-- Opening Marker --

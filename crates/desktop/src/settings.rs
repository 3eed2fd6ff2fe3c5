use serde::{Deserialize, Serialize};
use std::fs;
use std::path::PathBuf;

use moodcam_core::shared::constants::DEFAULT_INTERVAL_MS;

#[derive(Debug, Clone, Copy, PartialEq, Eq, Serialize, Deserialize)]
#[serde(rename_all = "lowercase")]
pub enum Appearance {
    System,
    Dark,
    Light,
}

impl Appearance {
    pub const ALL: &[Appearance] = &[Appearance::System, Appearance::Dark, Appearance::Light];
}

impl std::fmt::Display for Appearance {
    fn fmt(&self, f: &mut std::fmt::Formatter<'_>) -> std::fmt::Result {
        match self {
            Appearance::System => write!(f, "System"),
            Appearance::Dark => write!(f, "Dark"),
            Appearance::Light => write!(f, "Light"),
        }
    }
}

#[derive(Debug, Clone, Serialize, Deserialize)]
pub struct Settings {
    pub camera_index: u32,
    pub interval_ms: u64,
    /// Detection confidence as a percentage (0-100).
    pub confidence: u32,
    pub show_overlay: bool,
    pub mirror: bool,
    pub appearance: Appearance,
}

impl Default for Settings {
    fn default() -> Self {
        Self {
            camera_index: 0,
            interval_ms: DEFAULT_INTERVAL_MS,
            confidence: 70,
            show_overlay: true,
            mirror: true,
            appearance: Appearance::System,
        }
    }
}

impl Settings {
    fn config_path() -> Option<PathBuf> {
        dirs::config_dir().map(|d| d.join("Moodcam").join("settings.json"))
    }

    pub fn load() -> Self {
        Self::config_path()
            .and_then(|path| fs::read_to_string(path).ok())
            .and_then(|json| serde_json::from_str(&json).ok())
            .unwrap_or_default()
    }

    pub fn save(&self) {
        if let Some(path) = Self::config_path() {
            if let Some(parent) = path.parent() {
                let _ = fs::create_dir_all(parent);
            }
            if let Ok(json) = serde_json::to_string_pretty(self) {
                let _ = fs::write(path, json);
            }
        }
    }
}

-- Closing Marker --

Reproduce the listing above in its entirety, unchanged.

- Response area
filename crates/desktop/src/settings.rs
repository 3eed2fd6ff2fe3c5
use serde::{Deserialize, Serialize};
use std::fs;
use std::path::PathBuf;

use moodcam_core::shared::constants::DEFAULT_INTERVAL_MS;

#[derive(Debug, Clone, Copy, PartialEq, Eq, Serialize, Deserialize)]
#[serde(rename_all = "lowercase")]
pub enum Appearance {
    System,
    Dark,
    Light,
}

impl Appearance {
    pub const ALL: &[Appearance] = &[Appearance::System, Appearance::Dark, Appearance::Light];
}

impl std::fmt::Display for Appearance {
    fn fmt(&self, f: &mut std::fmt::Formatter<'_>) -> std::fmt::Result {
        match self {
            Appearance::System => write!(f, "System"),
            Appearance::Dark => write!(f, "Dark"),
            Appearance::Light => write!(f, "Light"),
        }
    }
}

#[derive(Debug, Clone, Serialize, Deserialize)]
pub struct Settings {
    pub camera_index: u32,
    pub interval_ms: u64,
    /// Detection confidence as a percentage (0-100).
    pub confidence: u32,
    pub show_overlay: bool,
    pub mirror: bool,
    pub appearance: Appearance,
}

impl Default for Settings {
    fn default() -> Self {
        Self {
            camera_index: 0,
            interval_ms: DEFAULT_INTERVAL_MS,
            confidence: 70,
            show_overlay: true,
            mirror: true,
            appearance: Appearance::System,
        }
    }
}

impl Settings {
    fn config_path() -> Option<PathBuf> {
        dirs::config_dir().map(|d| d.join("Moodcam").join("settings.json"))
    }

    pub fn load() -> Self {
        Self::config_path()
            .and_then(|path| fs::read_to_string(path).ok())
            .and_then(|json| serde_json::from_str(&json).ok())
            .unwrap_or_default()
    }

    pub fn save(&self) {
        if let Some(path) = Self::config_path() {
            if let Some(parent) = path.parent() {
                let _ = fs::create_dir_all(parent);
            }
            if let Ok(json) = serde_json::to_string_pretty(self) {
                let _ = fs::write(path, json);
            }
        }
    }
}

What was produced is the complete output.